Check availability of prange: Similar to cuda_installed we should check the availability of prange

RemiLehe · 2017-07-15T17:00:13Z

fbpic/particles/deposition/threading_methods.py

+            rho_m0_thread[iz_cell+1 + shift_z, ir_cell+1 + shift_r] += R_m0_11
+            rho_m1_thread[iz_cell+1 + shift_z, ir_cell+1 + shift_r] += R_m1_11
+
+        # Write thread local deposition arrays to global deposition arrays


Just a random thought: wouldn't the operation below be faster if we initialize rho_m0_global with a different shape (i.e. such that we do rho_m0_global[tx,:,:] = rho_m0_thread and thus the copying is contiguous in memory).

I agree that then the reduction operation is then maybe not as fast, but we could also write a numba reduction function that uses prange (with parallelization across the z index for instance).

Allow better scaling of the deposition with number of threads

RemiLehe · 2017-07-16T15:25:04Z

Regarding the threading for the BLAS operation on CPU: it is already used by default in the current dev branch.

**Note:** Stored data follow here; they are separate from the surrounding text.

#[derive(Error, Debug)]
pub enum PlumeError {
    #[error("malformed input in {source_name}: {reason}")]
    MalformedInput { source_name: String, reason: String },
    #[error("no DATAH header record found in {0}")]
    MissingHeader(String),
    #[error("unsupported species '{0}' (expected CH4, CO2 or H2O)")]
    InvalidSpecies(String),
    #[error(
        "no track point within {tolerance_s}s of an analyzer sample: \
         {track_points} track points ({track_span}), {gas_samples} analyzer samples ({gas_span})"
    )]
    NoOverlap {
        tolerance_s: f64,
        track_points: usize,
        track_span: TimeSpan,
        gas_samples: usize,
        gas_span: TimeSpan,
    },
    #[error(
        "no sample rises above background: {fused} fused samples, \
         background {background:.3}, threshold {threshold:.3}, wind {wind_speed_ms:.2} m/s"
    )]
    InsufficientSignal {
        fused: usize,
        background: f64,
        threshold: f64,
        wind_speed_ms: f64,
    },
    #[error("insufficient data for parameter estimation")]
    InsufficientData,
    #[error("invalid parameter: {0}")]
    InvalidParameter(String),
    #[error("inversion failed: {0}")]
    Scorer(String),
}

impl PlumeError {
    pub(crate) fn malformed(source_name: &str, reason: impl Into<String>) -> Self {
        PlumeError::MalformedInput {
            source_name: source_name.to_string(),
            reason: reason.into(),
        }
    }
}

/// First and last timestamp of a stream, used in diagnostics.
#[derive(Clone, Copy, Debug, Default, PartialEq, Eq, Serialize)]
pub struct TimeSpan {
    pub first: Option<LocalTime>,
    pub last: Option<LocalTime>,
}

impl TimeSpan {
    pub fn of<I: IntoIterator<Item = LocalTime>>(times: I) -> Self {
        times.into_iter().fold(TimeSpan::default(), |span, t| TimeSpan {
            first: Some(span.first.map_or(t, |f| f.min(t))),
            last: Some(span.last.map_or(t, |l| l.max(t))),
        })
    }

    pub fn seconds(&self) -> Option<f64> {
        match (self.first, self.last) {
            (Some(first), Some(last)) => Some((last - first).num_milliseconds() as f64 / 1000.0),
            _ => None,
        }
    }
}

impl fmt::Display for TimeSpan {
    fn fmt(&self, f: &mut fmt::Formatter<'_>) -> fmt::Result {
        match (self.first, self.last) {
            (Some(first), Some(last)) => write!(
                f,
                "{} .. {}",
                first.format("%Y-%m-%d %H:%M:%S%:z"),
                last.format("%Y-%m-%d %H:%M:%S%:z")
            ),
            _ => f.write_str("no timestamps"),
        }
    }
}

/// Pasquill–Gifford atmospheric stability class.
#[derive(Clone, Copy, Debug, Serialize, Deserialize, PartialEq, Eq, Hash, PartialOrd, Ord)]
pub enum StabilityClass {
    A,
    B,
    C,
    D,
    E,
}

impl StabilityClass {
    pub const ALL: [StabilityClass; 5] = [
        StabilityClass::A,
        StabilityClass::B,
        StabilityClass::C,
        StabilityClass::D,
        StabilityClass::E,
    ];

    pub fn as_str(&self) -> &'static str {
        match self {
            StabilityClass::A => "A",
            StabilityClass::B => "B",
            StabilityClass::C => "C",
            StabilityClass::D => "D",
            StabilityClass::E => "E",
        }
    }
}
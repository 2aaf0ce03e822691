//! Row validator: checks an upload batch against declared column types and
//! reports every offending row instead of stopping at the first one.

use crate::domain::schema::ColumnDef;
use crate::storage::{CatalogColumn, Row};
use serde::Serialize;
use serde_json::Value as JsonValue;
use std::fmt;
use utoipa::ToSchema;

/// One row of an upload batch, keys in the order they were received.
pub type InputRow = Row;

/// Columns with this name are never checked (usually store-generated).
pub const EXEMPT_COLUMN: &str = "id";

/// The JSON value kinds a declared column type can demand.
#[derive(Debug, Clone, Copy, PartialEq, Eq)]
pub enum ValueKind {
    Text,
    WholeNumber,
    RealNumber,
    Boolean,
    Sequence,
    Mapping,
}

impl ValueKind {
    /// `None` for declared types the validator does not know; those accept
    /// any value.
    pub fn for_declared(data_type: &str) -> Option<Self> {
        let kind = match data_type.trim().to_lowercase().as_str() {
            "string" | "text" | "character varying" | "date" | "timestamp"
            | "timestamp with time zone" | "timestamp without time zone" => ValueKind::Text,
            "integer" | "int" | "bigint" | "smallint" => ValueKind::WholeNumber,
            "float" | "double precision" | "real" | "numeric" => ValueKind::RealNumber,
            "boolean" => ValueKind::Boolean,
            "array" => ValueKind::Sequence,
            "object" => ValueKind::Mapping,
            _ => return None,
        };
        Some(kind)
    }

    pub fn accepts(&self, value: &JsonValue) -> bool {
        match (self, value) {
            (ValueKind::Text, JsonValue::String(_)) => true,
            (ValueKind::WholeNumber, JsonValue::Number(n)) => n.is_i64() || n.is_u64(),
            (ValueKind::RealNumber, JsonValue::Number(_)) => true,
            (ValueKind::Boolean, JsonValue::Bool(_)) => true,
            (ValueKind::Sequence, JsonValue::Array(_)) => true,
            (ValueKind::Mapping, JsonValue::Object(_)) => true,
            _ => false,
        }
    }
}

/// Short name of a JSON value's kind, used in messages.
pub fn json_kind_name(value: &JsonValue) -> &'static str {
    match value {
        JsonValue::Null => "null",
        JsonValue::Bool(_) => "boolean",
        JsonValue::Number(n) if n.is_i64() || n.is_u64() => "integer",
        JsonValue::Number(_) => "float",
        JsonValue::String(_) => "string",
        JsonValue::Array(_) => "array",
        JsonValue::Object(_) => "object",
    }
}

/// A column the rows are checked against.
#[derive(Debug, Clone, PartialEq, Eq)]
pub struct ExpectedColumn {
    pub column_name: String,
    pub data_type: String,
}

impl ExpectedColumn {
    pub fn new(column_name: impl Into<String>, data_type: impl Into<String>) -> Self {
        Self {
            column_name: column_name.into(),
            data_type: data_type.into(),
        }
    }
}

impl From<&CatalogColumn> for ExpectedColumn {
    fn from(c: &CatalogColumn) -> Self {
        Self::new(c.column_name.clone(), c.data_type.clone())
    }
}

impl From<&ColumnDef> for ExpectedColumn {
    fn from(c: &ColumnDef) -> Self {
        Self::new(c.column_name.clone(), c.data_type.clone())
    }
}

#[derive(Debug, Clone, PartialEq, Eq)]
pub enum Violation {
    MissingField {
        field: String,
    },
    TypeMismatch {
        field: String,
        expected: String,
        actual: &'static str,
    },
}

impl fmt::Display for Violation {
    fn fmt(&self, f: &mut fmt::Formatter<'_>) -> fmt::Result {
        match self {
            Violation::MissingField { field } => write!(f, "Missing field: {}", field),
            Violation::TypeMismatch {
                field,
                expected,
                actual,
            } => write!(
                f,
                "Field '{}' has invalid type. Expected {}, got {}.",
                field, expected, actual
            ),
        }
    }
}

#[derive(Debug, Clone, PartialEq, Serialize, ToSchema)]
pub struct InvalidEntry {
    /// 1-based position of the row in the batch.
    pub row_index: usize,
    #[schema(value_type = Object)]
    pub original_row: InputRow,
    pub error_messages: Vec<String>,
    #[serde(skip)]
    pub violations: Vec<Violation>,
}

#[derive(Debug, Clone, PartialEq, Serialize, ToSchema)]
pub struct ValidationReport {
    pub is_valid: bool,
    pub invalid_entries: Vec<InvalidEntry>,
}

/// Checks every row against `schema`. Never fails; the report covers the whole
/// batch in input order.
pub fn validate(rows: &[InputRow], schema: &[ExpectedColumn]) -> ValidationReport {
    // Keyed by name, first position kept, last declared type wins.
    let mut expected: Vec<(&str, &str)> = Vec::with_capacity(schema.len());
    for col in schema {
        if col.column_name == EXEMPT_COLUMN {
            continue;
        }
        match expected.iter_mut().find(|(name, _)| *name == col.column_name) {
            Some(slot) => slot.1 = col.data_type.as_str(),
            None => expected.push((col.column_name.as_str(), col.data_type.as_str())),
        }
    }

    let invalid_entries: Vec<InvalidEntry> = rows
        .iter()
        .enumerate()
        .filter_map(|(i, row)| {
            let violations = check_row(row, &expected);
            if violations.is_empty() {
                return None;
            }
            Some(InvalidEntry {
                row_index: i + 1,
                original_row: row.clone(),
                error_messages: violations.iter().map(ToString::to_string).collect(),
                violations,
            })
        })
        .collect();

    ValidationReport {
        is_valid: invalid_entries.is_empty(),
        invalid_entries,
    }
}

fn check_row(row: &InputRow, expected: &[(&str, &str)]) -> Vec<Violation> {
    let mut violations = Vec::new();
    for (name, data_type) in expected {
        let Some(value) = row.get(*name) else {
            violations.push(Violation::MissingField {
                field: name.to_string(),
            });
            continue;
        };
        let Some(kind) = ValueKind::for_declared(data_type) else {
            continue;
        };
        if !kind.accepts(value) {
            violations.push(Violation::TypeMismatch {
                field: name.to_string(),
                expected: data_type.to_string(),
                actual: json_kind_name(value),
            });
        }
    }
    violations
}
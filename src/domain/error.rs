//! Error types for the schema engine and the query executor.

use crate::domain::validator::ValidationReport;
use crate::storage::StoreError;
use thiserror::Error;

/// How an error is reported to the caller.
#[derive(Debug, Clone, Copy, PartialEq, Eq)]
pub enum ErrorClass {
    BadRequest,
    NotFound,
    ServerError,
}

/// Failures of the physical table builder. Everything except `Store` is
/// detected before any DDL runs.
#[derive(Debug, Error)]
pub enum BuildError {
    #[error("Invalid identifier '{0}'.")]
    InvalidIdentifier(String),
    #[error("At least one column must be defined.")]
    NoColumns,
    #[error("Column '{0}' is defined more than once.")]
    DuplicateColumn(String),
    #[error("Primary key must be explicitly defined.")]
    MissingPrimaryKey,
    #[error("Only one column can be set as the primary key (got: {}).", .0.join(", "))]
    MultiplePrimaryKeys(Vec<String>),
    #[error("Unsupported field type: {0}")]
    UnsupportedType(String),
    #[error("Invalid default for column '{column}': {reason}")]
    InvalidDefault { column: String, reason: String },
    #[error("Table '{0}' already exists.")]
    TableExists(String),
    #[error(transparent)]
    Store(#[from] StoreError),
}

impl BuildError {
    pub fn class(&self) -> ErrorClass {
        match self {
            BuildError::Store(_) => ErrorClass::ServerError,
            _ => ErrorClass::BadRequest,
        }
    }
}

/// Failures of the schema registry.
#[derive(Debug, Error)]
pub enum SchemaError {
    #[error("Table '{0}' is already registered.")]
    DuplicateTable(String),
    #[error("Registry entry for '{table}' is unreadable: {reason}")]
    Unreadable { table: String, reason: String },
    #[error(transparent)]
    Store(#[from] StoreError),
}

impl SchemaError {
    pub fn class(&self) -> ErrorClass {
        match self {
            SchemaError::DuplicateTable(_) => ErrorClass::BadRequest,
            SchemaError::Unreadable { .. } | SchemaError::Store(_) => ErrorClass::ServerError,
        }
    }
}

/// Failures of the data operations (upload, update, delete, search).
#[derive(Debug, Error)]
pub enum QueryError {
    #[error("Table {0} not found in the database.")]
    TableNotFound(String),
    #[error("No columns found for table {0}.")]
    NoColumns(String),
    #[error("Invalid columns: {}.", .0.join(", "))]
    InvalidColumns(Vec<String>),
    #[error("Primary key column '{0}' does not exist in the table.")]
    InvalidPrimaryKey(String),
    /// Malformed or incomplete request shape.
    #[error("{0}")]
    InvalidRequest(String),
    #[error("No row found with {column} = {value}.")]
    RowNotFound { column: String, value: String },
    #[error("No records found matching the search criteria.")]
    NoMatches,
    #[error("Validation failed")]
    ValidationFailed(ValidationReport),
    #[error(transparent)]
    Store(#[from] StoreError),
}

impl QueryError {
    pub fn class(&self) -> ErrorClass {
        match self {
            QueryError::TableNotFound(_)
            | QueryError::NoColumns(_)
            | QueryError::RowNotFound { .. }
            | QueryError::NoMatches => ErrorClass::NotFound,
            QueryError::InvalidColumns(_)
            | QueryError::InvalidPrimaryKey(_)
            | QueryError::InvalidRequest(_)
            | QueryError::ValidationFailed(_) => ErrorClass::BadRequest,
            QueryError::Store(_) => ErrorClass::ServerError,
        }
    }
}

I think it is controlled by the environment variable MKL_NUM_THREADS.

MKirchen · 2017-07-17T12:04:30Z

fbpic/particles/particles.py

@@ -764,7 +764,7 @@ def deposit( self, fld, fieldtype ) :
            # Register particle chunk size for each thread
            tx_N = int(self.Ntot/self.nthreads) 
            tx_chunks = [ tx_N for k in range(self.nthreads) ]
-            tx_chunks[-1] = tx_chunks[-1] + (tx_N)%(self.nthreads)
+            tx_chunks[-1] = tx_chunks[-1] + self.Ntot%(self.nthreads)


good catch! thx

Implement parallel reduce

RemiLehe · 2017-07-20T15:52:08Z

fbpic/particles/particles.py

+            # Register particle chunk size for each thread
+            tx_N = int(self.Ntot/self.nthreads) 
+            tx_chunks = [ tx_N for k in range(self.nthreads) ]
+            tx_chunks[-1] = tx_chunks[-1] + int(self.Ntot%self.nthreads)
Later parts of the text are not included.